Each and every line of the data must appear exactly as given.

(Records from a data source)
▽

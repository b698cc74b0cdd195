//! Client-side orchestration for a file redaction service.
//!
//! Files are registered into a session, classified one at a time to
//! discover their redactable fields, configured per field, and finally
//! submitted as one batch of redaction requests. [`WorkflowController`]
//! is the entry point; everything else supports it.

pub mod backend;
pub mod config;
pub mod error;
pub mod fields;
pub mod files;
pub mod workflow;

pub use backend::{BackendError, HttpBackend, RedactionBackend};
pub use config::BackendConfig;
pub use error::{Result, WorkflowError};
pub use fields::{display_name, FieldControl, RedactionMode};
pub use files::{FileDescriptor, FileKind, FileRecord};
pub use workflow::{
    FieldView, FileStatus, FileStatusView, ManifestEntry, SubmissionRecord, SubmissionStatus,
    WorkflowController, WorkflowSnapshot,
};

use tracing_subscriber::EnvFilter;

/// Initialize tracing with the RUST_LOG env filter.
/// Default: warn for most crates, info for this one. Safe to call more
/// than once; later calls are no-ops.
pub fn init_tracing() {
    dotenvy::dotenv().ok();
    let _ = tracing_subscriber::fmt()
        .with_env_filter(
            EnvFilter::try_from_default_env()
                .unwrap_or_else(|_| EnvFilter::new("warn,fidelius=info")),
        )
        .try_init();
}
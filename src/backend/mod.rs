//! Redaction service access.
//!
//! The workflow talks to the service exclusively through the
//! [`RedactionBackend`] trait so tests can script it; [`HttpBackend`] is the
//! production implementation. One method per service operation, grouped as
//! the workflow uses them: four classification reads, one listing, three
//! redaction writes.

mod http;
pub mod types;

#[cfg(test)]
pub(crate) mod mock;

pub use http::HttpBackend;

use async_trait::async_trait;

use types::{AudioRedactionRequest, CsvRedactionRequest, ImageRedactionRequest};

/// Failure talking to the redaction service.
#[derive(Debug, thiserror::Error)]
pub enum BackendError {
    /// The request never produced a decodable reply (connect, send, or
    /// body-decode failure).
    #[error("request to {endpoint} failed: {source}")]
    Request {
        endpoint: &'static str,
        #[source]
        source: reqwest::Error,
    },

    /// The service answered with a non-2xx status. The body is kept; the
    /// service puts its error message there.
    #[error("{endpoint} returned {status}: {body}")]
    Status {
        endpoint: &'static str,
        status: reqwest::StatusCode,
        body: String,
    },
}

/// The eight service operations the workflow depends on.
#[async_trait]
pub trait RedactionBackend: Send + Sync {
    /// Column headers of a tabular file.
    async fn csv_headers(&self, file_path: &str) -> Result<Vec<String>, BackendError>;

    /// Field headers of a document file.
    async fn pdf_headers(&self, file_path: &str) -> Result<Vec<String>, BackendError>;

    /// Detected entities in an image. The service writes a masked preview as
    /// a side effect; only the entity list comes back here.
    async fn image_entities(
        &self,
        file_path: &str,
        output_path: Option<&str>,
    ) -> Result<Vec<String>, BackendError>;

    /// Service-reported audio fields, taken verbatim.
    async fn audio_fields(&self, file_path: &str) -> Result<Vec<String>, BackendError>;

    /// Supported files under a folder, as server-side paths.
    async fn list_folder(&self, folder_path: &str) -> Result<Vec<String>, BackendError>;

    /// Mask/obfuscate selected columns of a tabular file.
    async fn redact_csv(
        &self,
        request: &CsvRedactionRequest,
    ) -> Result<Option<String>, BackendError>;

    /// Paint over selected entities in an image.
    async fn redact_image(
        &self,
        request: &ImageRedactionRequest,
    ) -> Result<Option<String>, BackendError>;

    /// Produce a censored audio artifact.
    async fn redact_audio(
        &self,
        request: &AudioRedactionRequest,
    ) -> Result<Option<String>, BackendError>;
}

△

— ANSWER —
repository b698cc74b0cdd195
//! Client-side orchestration for a file redaction service.
//!
//! Files are registered into a session, classified one at a time to
//! discover their redactable fields, configured per field, and finally
//! submitted as one batch of redaction requests. [`WorkflowController`]
//! is the entry point; everything else supports it.

pub mod backend;
pub mod config;
pub mod error;
pub mod fields;
pub mod files;
pub mod workflow;

pub use backend::{BackendError, HttpBackend, RedactionBackend};
pub use config::BackendConfig;
pub use error::{Result, WorkflowError};
pub use fields::{display_name, FieldControl, RedactionMode};
pub use files::{FileDescriptor, FileKind, FileRecord};
pub use workflow::{
    FieldView, FileStatus, FileStatusView, ManifestEntry, SubmissionRecord, SubmissionStatus,
    WorkflowController, WorkflowSnapshot,
};

use tracing_subscriber::EnvFilter;

/// Initialize tracing with the RUST_LOG env filter.
/// Default: warn for most crates, info for this one. Safe to call more
/// than once; later calls are no-ops.
pub fn init_tracing() {
    dotenvy::dotenv().ok();
    let _ = tracing_subscriber::fmt()
        .with_env_filter(
            EnvFilter::try_from_default_env()
                .unwrap_or_else(|_| EnvFilter::new("warn,fidelius=info")),
        )
        .try_init();
}
filename src/backend/mod.rs
//! Redaction service access.
//!
//! The workflow talks to the service exclusively through the
//! [`RedactionBackend`] trait so tests can script it; [`HttpBackend`] is the
//! production implementation. One method per service operation, grouped as
//! the workflow uses them: four classification reads, one listing, three
//! redaction writes.

mod http;
pub mod types;

#[cfg(test)]
pub(crate) mod mock;

pub use http::HttpBackend;

use async_trait::async_trait;

use types::{AudioRedactionRequest, CsvRedactionRequest, ImageRedactionRequest};

/// Failure talking to the redaction service.
#[derive(Debug, thiserror::Error)]
pub enum BackendError {
    /// The request never produced a decodable reply (connect, send, or
    /// body-decode failure).
    #[error("request to {endpoint} failed: {source}")]
    Request {
        endpoint: &'static str,
        #[source]
        source: reqwest::Error,
    },

    /// The service answered with a non-2xx status. The body is kept; the
    /// service puts its error message there.
    #[error("{endpoint} returned {status}: {body}")]
    Status {
        endpoint: &'static str,
        status: reqwest::StatusCode,
        body: String,
    },
}

/// The eight service operations the workflow depends on.
#[async_trait]
pub trait RedactionBackend: Send + Sync {
    /// Column headers of a tabular file.
    async fn csv_headers(&self, file_path: &str) -> Result<Vec<String>, BackendError>;

    /// Field headers of a document file.
    async fn pdf_headers(&self, file_path: &str) -> Result<Vec<String>, BackendError>;

    /// Detected entities in an image. The service writes a masked preview as
    /// a side effect; only the entity list comes back here.
    async fn image_entities(
        &self,
        file_path: &str,
        output_path: Option<&str>,
    ) -> Result<Vec<String>, BackendError>;

    /// Service-reported audio fields, taken verbatim.
    async fn audio_fields(&self, file_path: &str) -> Result<Vec<String>, BackendError>;

    /// Supported files under a folder, as server-side paths.
    async fn list_folder(&self, folder_path: &str) -> Result<Vec<String>, BackendError>;

    /// Mask/obfuscate selected columns of a tabular file.
    async fn redact_csv(
        &self,
        request: &CsvRedactionRequest,
    ) -> Result<Option<String>, BackendError>;

    /// Paint over selected entities in an image.
    async fn redact_image(
        &self,
        request: &ImageRedactionRequest,
    ) -> Result<Option<String>, BackendError>;

    /// Produce a censored audio artifact.
    async fn redact_audio(
        &self,
        request: &AudioRedactionRequest,
    ) -> Result<Option<String>, BackendError>;
}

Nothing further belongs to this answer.